Seymour Joseph Guy was born in 1824 in England, in the south London borough of Greenwich. His father was Frederick Bennett Guy who owned an inn as well as a number of commercial properties. His mother was Jane Delver Wilson. Seymour had an elder brother, Frederick Bennett Guy Jnr. and a younger brother, Charles Henry. When Seymour was five years old, his mother died and he and his brothers were brought up by their father. Four years later their father died and the executors of their late father’s will were John Locke who was the owner of the inn called the Spanish Galleon and a local cheese merchant and friend of Seymour’s father, John Hughes. It is the thought that the three orphaned boys came under the legal guardianship of one of these gentlemen. Seymour’s schooling was at a local school in Surrey and it was during these early informative years that he took an interest in art and he liked to spend time drawing dogs and horses. He enjoyed drawing so much that, when he was thirteen years old, he made it known that he would like to become an artist, or maybe a civil engineer. This choice of career did not go down well with his guardian who actively discouraged the teenager, going as far as stopping his pocket money so he couldn’t buy any pencils and sketchbooks and that he believed would force his charge to abandon his artistic plans. Seymour was not to be put off and despite his lack of pocket money; he managed to earn enough to buy his own drawing materials by becoming a part time sign-painter.

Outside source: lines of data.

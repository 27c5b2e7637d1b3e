use alloy::{
    primitives::{Address, Bytes, TxHash, U256, aliases::U48},
    providers::DynProvider,
    rpc::types::Log,
};
use anyhow::{Error, anyhow};
use tracing::info;

use super::bindings::ShastaAnchor::{
    self, Anchored, BlockParams, BlockState, ProposalParams, ProposalState, ShastaAnchorInstance,
};

/// Typed access to the anchor contract deployed on L2.
pub struct L2ExecutionLayer {
    provider: DynProvider,
    anchor: ShastaAnchorInstance<DynProvider>,
}

impl L2ExecutionLayer {
    pub fn new(provider: DynProvider, anchor_address: Address) -> Self {
        info!("Shasta anchor: {}", anchor_address);
        let anchor = ShastaAnchor::new(anchor_address, provider.clone());
        Self { provider, anchor }
    }

    pub fn provider(&self) -> &DynProvider {
        &self.provider
    }

    /// The bound anchor contract, for the surface not wrapped below.
    pub fn anchor(&self) -> &ShastaAnchorInstance<DynProvider> {
        &self.anchor
    }

    pub async fn get_block_state(&self) -> Result<BlockState, Error> {
        self.anchor
            .getBlockState()
            .call()
            .await
            .map_err(|e| anyhow!("Failed to call getBlockState for Anchor: {e}"))
    }

    pub async fn get_proposal_state(&self) -> Result<ProposalState, Error> {
        self.anchor
            .getProposalState()
            .call()
            .await
            .map_err(|e| anyhow!("Failed to call getProposalState for Anchor: {e}"))
    }

    pub async fn l1_chain_id(&self) -> Result<u64, Error> {
        self.anchor
            .l1ChainId()
            .call()
            .await
            .map_err(|e| anyhow!("Failed to call l1ChainId for Anchor: {e}"))
    }

    pub async fn liveness_bond(&self) -> Result<U256, Error> {
        self.anchor
            .livenessBond()
            .call()
            .await
            .map_err(|e| anyhow!("Failed to call livenessBond for Anchor: {e}"))
    }

    pub async fn provability_bond(&self) -> Result<U256, Error> {
        self.anchor
            .provabilityBond()
            .call()
            .await
            .map_err(|e| anyhow!("Failed to call provabilityBond for Anchor: {e}"))
    }

    /// The fixed gas budget reserved for the anchor transaction in each L2
    /// block.
    pub async fn anchor_gas_limit(&self) -> Result<u64, Error> {
        self.anchor
            .ANCHOR_GAS_LIMIT()
            .call()
            .await
            .map_err(|e| anyhow!("Failed to call ANCHOR_GAS_LIMIT for Anchor: {e}"))
    }

    /// The protocol account that must send anchor transactions.
    pub async fn golden_touch_address(&self) -> Result<Address, Error> {
        self.anchor
            .GOLDEN_TOUCH_ADDRESS()
            .call()
            .await
            .map_err(|e| anyhow!("Failed to call GOLDEN_TOUCH_ADDRESS for Anchor: {e}"))
    }

    /// Resolves the designated prover for a proposal from raw prover
    /// authentication bytes.
    pub async fn get_designated_prover(
        &self,
        proposal_id: U48,
        proposer: Address,
        prover_auth: Bytes,
        current_designated_prover: Address,
    ) -> Result<(bool, Address, U256), Error> {
        let result = self
            .anchor
            .getDesignatedProver(proposal_id, proposer, prover_auth, current_designated_prover)
            .call()
            .await
            .map_err(|e| anyhow!("Failed to call getDesignatedProver for Anchor: {e}"))?;
        Ok((
            result.isLowBondProposal_,
            result.designatedProver_,
            result.provingFeeToTransfer_,
        ))
    }

    /// Validates prover authentication and recovers the signer.
    pub async fn validate_prover_auth(
        &self,
        proposal_id: U48,
        proposer: Address,
        prover_auth: Bytes,
    ) -> Result<(Address, U256), Error> {
        let result = self
            .anchor
            .validateProverAuth(proposal_id, proposer, prover_auth)
            .call()
            .await
            .map_err(|e| anyhow!("Failed to call validateProverAuth for Anchor: {e}"))?;
        Ok((result.signer_, result.provingFee_))
    }

    /// Builds the calldata for an anchorV4 transaction without submitting it.
    /// Anchor transactions are assembled and signed out of band by the
    /// golden touch account, so only the calldata is needed here.
    pub fn anchor_v4_calldata(
        &self,
        proposal_params: ProposalParams,
        block_params: BlockParams,
    ) -> Bytes {
        self.anchor
            .anchorV4(proposal_params, block_params)
            .calldata()
            .clone()
    }

    /// Submits an anchorV4 transaction through the provider's wallet and
    /// returns its hash without waiting for inclusion.
    pub async fn anchor_v4(
        &self,
        proposal_params: ProposalParams,
        block_params: BlockParams,
    ) -> Result<TxHash, Error> {
        let pending = self
            .anchor
            .anchorV4(proposal_params, block_params)
            .send()
            .await
            .map_err(|e| anyhow!("Failed to send anchorV4 transaction: {e}"))?;
        Ok(*pending.tx_hash())
    }

    /// Decodes an `Anchored` log emitted by the anchor contract.
    pub fn decode_anchored_log(&self, log: &Log) -> Result<Anchored, Error> {
        let event = log
            .log_decode::<Anchored>()
            .map_err(|e| anyhow!("Failed to decode Anchored log: {e}"))?;
        Ok(event.inner.data.clone())
    }
}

Seymour Guy continued with his ambition to become a painter and in his late teenage years received some artistic tuition from Thomas Butterworth. Butterworth, who had served as a seaman in the Royal Navy during the Napoleonic wars period, lived in Greenwich and was a marine painter. His guardian decided that a good career for Seymour, and in line with his artistic ambitions, would be to become an engraver. However the cost of an apprenticeship to learn the engraving trade was prohibitive and this proposed profession had to be abandoned and instead his guardian arranged for Seymour to begin a seven-year apprenticeship at an oil and colour firm which oversaw the making of pigments, preparing binders, as well as combining the two skills in order to make paint either by hand-grinding them or using a steam driven machine. This was a valuable experience for Seymour as he learnt the intricacies and expertise of mixing various pigments which he would himself use in the future for his own paintings.

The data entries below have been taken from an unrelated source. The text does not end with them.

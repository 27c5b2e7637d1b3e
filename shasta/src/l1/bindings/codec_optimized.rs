//! Bindings for the optimized inbox codec contract. This contract binds a
//! newer generation of the inbox struct layouts than [`super::inbox`], so its
//! types live in their own namespace.

use alloy::sol;

sol!(

library LibBlobs {
    struct BlobReference {
        uint16 blobStartIndex;
        uint16 numBlobs;
        uint24 offset;
    }

    struct BlobSlice {
        bytes32[] blobHashes;
        uint24 offset;
        uint48 timestamp;
    }
}


library LibBonds {
    struct BondInstruction {
        uint48 proposalId;
        uint8 bondType;
        address payer;
        address payee;
    }
}


interface ICheckpointStore {
    struct Checkpoint {
        uint48 blockNumber;
        bytes32 blockHash;
        bytes32 stateRoot;
    }
}


interface IInbox {
    /// @notice Represents a source of derivation data within a Derivation
    struct DerivationSource {
        /// @notice Whether this source is from a forced inclusion.
        bool isForcedInclusion;
        /// @notice Blobs that contain the source's manifest data.
        LibBlobs.BlobSlice blobSlice;
    }

    struct Derivation {
        /// @notice The L1 block number when the proposal was accepted.
        uint48 originBlockNumber;
        /// @notice The hash of the origin block.
        bytes32 originBlockHash;
        /// @notice The percentage of base fee paid to coinbase.
        uint8 basefeeSharingPctg;
        /// @notice Array of derivation sources, each regular or forced inclusion.
        DerivationSource[] sources;
    }

    struct Proposal {
        uint48 id;
        uint48 timestamp;
        uint48 endOfSubmissionWindowTimestamp;
        address proposer;
        bytes32 derivationHash;
    }

    struct CoreState {
        uint48 nextProposalId;
        uint48 lastProposalBlockId;
        uint48 lastFinalizedProposalId;
        uint48 lastFinalizedTimestamp;
        uint48 lastCheckpointTimestamp;
        bytes32 lastFinalizedTransitionHash;
    }

    struct Transition {
        bytes32 proposalHash;
        bytes32 parentTransitionHash;
        ICheckpointStore.Checkpoint checkpoint;
        address designatedProver;
        address actualProver;
    }

    struct ProposeInput {
        uint48 deadline;
        LibBlobs.BlobReference blobReference;
        uint8 numForcedInclusions;
    }

    struct ProveInput {
        Proposal[] proposals;
        Transition[] transitions;
        ICheckpointStore.Checkpoint checkpoint;
    }

    struct ProposedEventPayload {
        Proposal proposal;
        Derivation derivation;
    }

    struct ProvedEventPayload {
        uint48 proposalId;
        Transition transition;
        LibBonds.BondInstruction bondInstruction;
        bytes32 bondSignal;
    }
}


#[sol(rpc)]
contract CodecOptimized {
    error InvalidBondType();
    error LengthExceedsUint16();
    error ProposalTransitionLengthMismatch();

    function decodeProposeInput(bytes calldata _data) external pure returns (IInbox.ProposeInput memory input_);
    function decodeProposedEvent(bytes calldata _data) external pure returns (IInbox.ProposedEventPayload memory payload_);
    function decodeProveInput(bytes calldata _data) external pure returns (IInbox.ProveInput memory input_);
    function decodeProvedEvent(bytes calldata _data) external pure returns (IInbox.ProvedEventPayload memory payload_);
    function encodeProposeInput(IInbox.ProposeInput memory _input) external pure returns (bytes memory encoded_);
    function encodeProposedEvent(IInbox.ProposedEventPayload memory _payload) external pure returns (bytes memory encoded_);
    function encodeProveInput(IInbox.ProveInput memory _input) external pure returns (bytes memory encoded_);
    function encodeProvedEvent(IInbox.ProvedEventPayload memory _payload) external pure returns (bytes memory encoded_);

    function hashCheckpoint(ICheckpointStore.Checkpoint memory _checkpoint) external pure returns (bytes32);
    function hashCoreState(IInbox.CoreState memory _coreState) external pure returns (bytes32);
    function hashDerivation(IInbox.Derivation memory _derivation) external pure returns (bytes32);
    function hashProposal(IInbox.Proposal memory _proposal) external pure returns (bytes32);
    function hashTransition(IInbox.Transition memory _transition) external pure returns (bytes32);
    function hashTransitions(IInbox.Transition[] memory _transitions) external pure returns (bytes32);
}

);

In 1845 Seymour’s legal guardian died. It was also a time, when having reached the age of twenty-one, the brothers’ late father’s estate was split between them. In Seymour’s case this also coincided with the end of his seven-year apprenticeship at the colour factory. Seymour Guy was twenty-one years of age and now had sufficient money to pursue his dream of becoming a professional painter. A friend offered to sponsor him to enable his entrance to the Royal Academy but instead he decided to work on his own and so he obtained a copying permit and took his easel and brushes to the British Museum where he copied some of the works of art. Understanding that working alone was not the answer to learning about art he also enrolled at the studio of the portrait and historical painter, Ambrosini Jerome, who had received a number of commissions from the English royal family. Seymour Guy was to work with Jerome for the next four years.

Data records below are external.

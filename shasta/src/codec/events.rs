//! Compact encoding of the `Proposed` and `Proved` event payloads.

use super::{
    BondType, Result,
    pack::{Packer, Unpacker, u16_len, u24_len},
};
use crate::l1::bindings::inbox::{
    ICheckpointStore::Checkpoint,
    IInbox::{
        CoreState, Derivation, Proposal, ProposedEventPayload, ProvedEventPayload, Transition,
        TransitionMetadata, TransitionRecord,
    },
    LibBlobs::BlobSlice,
    LibBonds::BondInstruction,
};

/// Wire size of a proposed event payload without any blob hashes.
pub const PROPOSED_EVENT_FIXED_BYTES: usize = 236;
/// Wire size of a proved event payload without any bond instructions.
pub const PROVED_EVENT_FIXED_BYTES: usize = 247;
/// Wire size of a single bond instruction.
pub const BOND_INSTRUCTION_BYTES: usize = 47;

pub fn calculate_proposed_event_size(blob_hashes_count: usize) -> usize {
    PROPOSED_EVENT_FIXED_BYTES + blob_hashes_count * 32
}

pub fn calculate_proved_event_size(bond_instructions_count: usize) -> usize {
    PROVED_EVENT_FIXED_BYTES + bond_instructions_count * BOND_INSTRUCTION_BYTES
}

/// Encodes a proposed event payload into its compact wire format.
pub fn encode_proposed_event(payload: &ProposedEventPayload) -> Result<Vec<u8>> {
    let size = calculate_proposed_event_size(payload.derivation.blobSlice.blobHashes.len());
    let mut packer = Packer::with_capacity(size);

    packer.pack_u48(payload.proposal.id);
    packer.pack_address(&payload.proposal.proposer);
    packer.pack_u48(payload.proposal.timestamp);
    packer.pack_u48(payload.proposal.endOfSubmissionWindowTimestamp);

    packer.pack_u48(payload.derivation.originBlockNumber);
    packer.pack_b256(&payload.derivation.originBlockHash);
    packer.pack_bool(payload.derivation.isForcedInclusion);
    packer.pack_u8(payload.derivation.basefeeSharingPctg);

    let blob_hashes_len = u24_len(payload.derivation.blobSlice.blobHashes.len())?;
    packer.pack_u24(blob_hashes_len);
    for hash in &payload.derivation.blobSlice.blobHashes {
        packer.pack_b256(hash);
    }
    packer.pack_u24(payload.derivation.blobSlice.offset);
    packer.pack_u48(payload.derivation.blobSlice.timestamp);

    packer.pack_b256(&payload.proposal.coreStateHash);
    packer.pack_b256(&payload.proposal.derivationHash);

    pack_core_state(&mut packer, &payload.coreState);

    debug_assert_eq!(packer.len(), size);
    Ok(packer.finish())
}

/// Decodes a compactly encoded proposed event payload emitted by the inbox.
pub fn decode_proposed_event(data: &[u8]) -> Result<ProposedEventPayload> {
    let mut unpacker = Unpacker::new(data);

    let id = unpacker.read_u48()?;
    let proposer = unpacker.read_address()?;
    let timestamp = unpacker.read_u48()?;
    let end_of_submission_window_timestamp = unpacker.read_u48()?;

    let origin_block_number = unpacker.read_u48()?;
    let origin_block_hash = unpacker.read_b256()?;
    let is_forced_inclusion = unpacker.read_bool()?;
    let basefee_sharing_pctg = unpacker.read_u8()?;

    let blob_hashes_len = unpacker.read_u24()?.to::<usize>();
    let mut blob_hashes = Vec::with_capacity(blob_hashes_len);
    for _ in 0..blob_hashes_len {
        blob_hashes.push(unpacker.read_b256()?);
    }
    let blob_offset = unpacker.read_u24()?;
    let blob_timestamp = unpacker.read_u48()?;

    let core_state_hash = unpacker.read_b256()?;
    let derivation_hash = unpacker.read_b256()?;

    let core_state = unpack_core_state(&mut unpacker)?;

    unpacker.finish()?;

    Ok(ProposedEventPayload {
        proposal: Proposal {
            id,
            timestamp,
            endOfSubmissionWindowTimestamp: end_of_submission_window_timestamp,
            proposer,
            coreStateHash: core_state_hash,
            derivationHash: derivation_hash,
        },
        derivation: Derivation {
            originBlockNumber: origin_block_number,
            originBlockHash: origin_block_hash,
            isForcedInclusion: is_forced_inclusion,
            basefeeSharingPctg: basefee_sharing_pctg,
            blobSlice: BlobSlice {
                blobHashes: blob_hashes,
                offset: blob_offset,
                timestamp: blob_timestamp,
            },
        },
        coreState: core_state,
    })
}

/// Encodes a proved event payload into its compact wire format.
pub fn encode_proved_event(payload: &ProvedEventPayload) -> Result<Vec<u8>> {
    let size = calculate_proved_event_size(payload.transitionRecord.bondInstructions.len());
    let mut packer = Packer::with_capacity(size);

    packer.pack_u48(payload.proposalId);

    pack_transition(&mut packer, &payload.transition);

    packer.pack_u8(payload.transitionRecord.span);
    packer.pack_b256(&payload.transitionRecord.transitionHash);
    packer.pack_b256(&payload.transitionRecord.checkpointHash);

    packer.pack_address(&payload.metadata.designatedProver);
    packer.pack_address(&payload.metadata.actualProver);

    let bond_instructions_len = u16_len(payload.transitionRecord.bondInstructions.len())?;
    packer.pack_u16(bond_instructions_len);
    for instruction in &payload.transitionRecord.bondInstructions {
        pack_bond_instruction(&mut packer, instruction);
    }

    debug_assert_eq!(packer.len(), size);
    Ok(packer.finish())
}

/// Decodes a compactly encoded proved event payload emitted by the inbox.
/// Bond types above the on-chain maximum are rejected.
pub fn decode_proved_event(data: &[u8]) -> Result<ProvedEventPayload> {
    let mut unpacker = Unpacker::new(data);

    let proposal_id = unpacker.read_u48()?;

    let transition = unpack_transition(&mut unpacker)?;

    let span = unpacker.read_u8()?;
    let transition_hash = unpacker.read_b256()?;
    let checkpoint_hash = unpacker.read_b256()?;

    let metadata = TransitionMetadata {
        designatedProver: unpacker.read_address()?,
        actualProver: unpacker.read_address()?,
    };

    let bond_instructions_len = usize::from(unpacker.read_u16()?);
    let mut bond_instructions = Vec::with_capacity(bond_instructions_len);
    for _ in 0..bond_instructions_len {
        bond_instructions.push(unpack_bond_instruction(&mut unpacker, true)?);
    }

    unpacker.finish()?;

    Ok(ProvedEventPayload {
        proposalId: proposal_id,
        transition,
        transitionRecord: TransitionRecord {
            span,
            bondInstructions: bond_instructions,
            transitionHash: transition_hash,
            checkpointHash: checkpoint_hash,
        },
        metadata,
    })
}

pub(super) fn pack_core_state(packer: &mut Packer, core_state: &CoreState) {
    packer.pack_u48(core_state.nextProposalId);
    packer.pack_u48(core_state.nextProposalBlockId);
    packer.pack_u48(core_state.lastFinalizedProposalId);
    packer.pack_b256(&core_state.lastFinalizedTransitionHash);
    packer.pack_b256(&core_state.bondInstructionsHash);
}

pub(super) fn unpack_core_state(unpacker: &mut Unpacker<'_>) -> Result<CoreState> {
    Ok(CoreState {
        nextProposalId: unpacker.read_u48()?,
        nextProposalBlockId: unpacker.read_u48()?,
        lastFinalizedProposalId: unpacker.read_u48()?,
        lastFinalizedTransitionHash: unpacker.read_b256()?,
        bondInstructionsHash: unpacker.read_b256()?,
    })
}

pub(super) fn pack_transition(packer: &mut Packer, transition: &Transition) {
    packer.pack_b256(&transition.proposalHash);
    packer.pack_b256(&transition.parentTransitionHash);
    pack_checkpoint(packer, &transition.checkpoint);
}

pub(super) fn unpack_transition(unpacker: &mut Unpacker<'_>) -> Result<Transition> {
    Ok(Transition {
        proposalHash: unpacker.read_b256()?,
        parentTransitionHash: unpacker.read_b256()?,
        checkpoint: unpack_checkpoint(unpacker)?,
    })
}

pub(super) fn pack_checkpoint(packer: &mut Packer, checkpoint: &Checkpoint) {
    packer.pack_u48(checkpoint.blockNumber);
    packer.pack_b256(&checkpoint.blockHash);
    packer.pack_b256(&checkpoint.stateRoot);
}

pub(super) fn unpack_checkpoint(unpacker: &mut Unpacker<'_>) -> Result<Checkpoint> {
    Ok(Checkpoint {
        blockNumber: unpacker.read_u48()?,
        blockHash: unpacker.read_b256()?,
        stateRoot: unpacker.read_b256()?,
    })
}

pub(super) fn pack_bond_instruction(packer: &mut Packer, instruction: &BondInstruction) {
    packer.pack_u48(instruction.proposalId);
    packer.pack_u8(instruction.bondType);
    packer.pack_address(&instruction.payer);
    packer.pack_address(&instruction.payee);
}

/// Reads a bond instruction, optionally enforcing the on-chain bond-type bound.
pub(super) fn unpack_bond_instruction(
    unpacker: &mut Unpacker<'_>,
    enforce_type: bool,
) -> Result<BondInstruction> {
    let proposal_id = unpacker.read_u48()?;
    let bond_type = unpacker.read_u8()?;
    if enforce_type {
        BondType::try_from(bond_type)?;
    }
    Ok(BondInstruction {
        proposalId: proposal_id,
        bondType: bond_type,
        payer: unpacker.read_address()?,
        payee: unpacker.read_address()?,
    })
}

#[cfg(test)]
mod tests {
    use super::*;
    use crate::codec::CodecError;
    use crate::codec::test_factory::PayloadFactory;
    use alloy::primitives::{Address, B256, aliases::U48};

    #[test]
    fn proposed_event_round_trips() {
        let mut factory = PayloadFactory::new(0xC0DE_C0DE);
        for _ in 0..12 {
            let payload = factory.proposed_event_payload();
            let encoded = encode_proposed_event(&payload).unwrap();
            assert_eq!(
                encoded.len(),
                calculate_proposed_event_size(payload.derivation.blobSlice.blobHashes.len())
            );
            let decoded = decode_proposed_event(&encoded).unwrap();
            assert_eq!(decoded, payload);
        }
    }

    #[test]
    fn proved_event_round_trips() {
        let mut factory = PayloadFactory::new(0xBAD_5EED);
        for _ in 0..12 {
            let payload = factory.proved_event_payload();
            let encoded = encode_proved_event(&payload).unwrap();
            assert_eq!(
                encoded.len(),
                calculate_proved_event_size(payload.transitionRecord.bondInstructions.len())
            );
            let decoded = decode_proved_event(&encoded).unwrap();
            assert_eq!(decoded, payload);
        }
    }

    #[test]
    fn proposed_event_layout_is_pinned() {
        let mut payload = ProposedEventPayload::default();
        payload.proposal.id = U48::from(0x0102_0304_0506u64);
        payload.proposal.proposer = Address::repeat_byte(0xAA);

        let encoded = encode_proposed_event(&payload).unwrap();
        assert_eq!(encoded.len(), PROPOSED_EVENT_FIXED_BYTES);
        assert_eq!(&encoded[0..6], &[0x01, 0x02, 0x03, 0x04, 0x05, 0x06]);
        assert_eq!(&encoded[6..26], Address::repeat_byte(0xAA).as_slice());
        // No blob hashes: the u24 length at offset 78 is zero.
        assert_eq!(&encoded[78..81], &[0x00, 0x00, 0x00]);
    }

    #[test]
    fn proved_event_rejects_invalid_bond_type() {
        let mut payload = ProvedEventPayload::default();
        payload.transitionRecord.bondInstructions.push(BondInstruction {
            proposalId: U48::from(7u64),
            bondType: 9,
            payer: Address::repeat_byte(0x01),
            payee: Address::repeat_byte(0x02),
        });
        let encoded = encode_proved_event(&payload).unwrap();
        assert_eq!(
            decode_proved_event(&encoded),
            Err(CodecError::InvalidBondType(9))
        );
    }

    #[test]
    fn truncated_proved_event_fails() {
        let payload = ProvedEventPayload::default();
        let encoded = encode_proved_event(&payload).unwrap();
        assert!(decode_proved_event(&encoded[..encoded.len() - 1]).is_err());
    }

    #[test]
    fn trailing_bytes_fail_decoding() {
        let payload = ProposedEventPayload::default();
        let mut encoded = encode_proposed_event(&payload).unwrap();
        encoded.push(0x00);
        assert_eq!(
            decode_proposed_event(&encoded),
            Err(CodecError::TrailingBytes(1))
        );
    }

    #[test]
    fn blob_hashes_are_preserved_in_order() {
        let mut payload = ProposedEventPayload::default();
        payload.derivation.blobSlice.blobHashes =
            vec![B256::repeat_byte(0x01), B256::repeat_byte(0x02)];
        let encoded = encode_proposed_event(&payload).unwrap();
        assert_eq!(encoded.len(), calculate_proposed_event_size(2));
        let decoded = decode_proposed_event(&encoded).unwrap();
        assert_eq!(
            decoded.derivation.blobSlice.blobHashes,
            payload.derivation.blobSlice.blobHashes
        );
    }
}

In 1852, aged twenty-eight, Seymour married Anna Maria Barber, who was the daughter of William Barber, an engraver. The couple went on to have nine children, many of whom were used by Seymour as models for his genre paintings. Two years later in 1854, Seymour moved his family from London to New York and settled in Brooklyn. Here he set up his studio in Brooklyn Heights, played a leading role in the art life of the city and founded the Sketch Club and it was during these early times in Brooklyn that he met and became a close friend of another genre painter, John George Brown. Brown who was also English-born had left his home in Durham and immigrated to America in 1853. This close bond of friendship probably stemmed from them both being English born, and both genre painters who liked to concentrate on small-scale works which gave them the opportunity to demonstrate their intricate minute workmanship. In those early days in Brooklyn Seymour Guy also completed a number of portraits of leading local figures.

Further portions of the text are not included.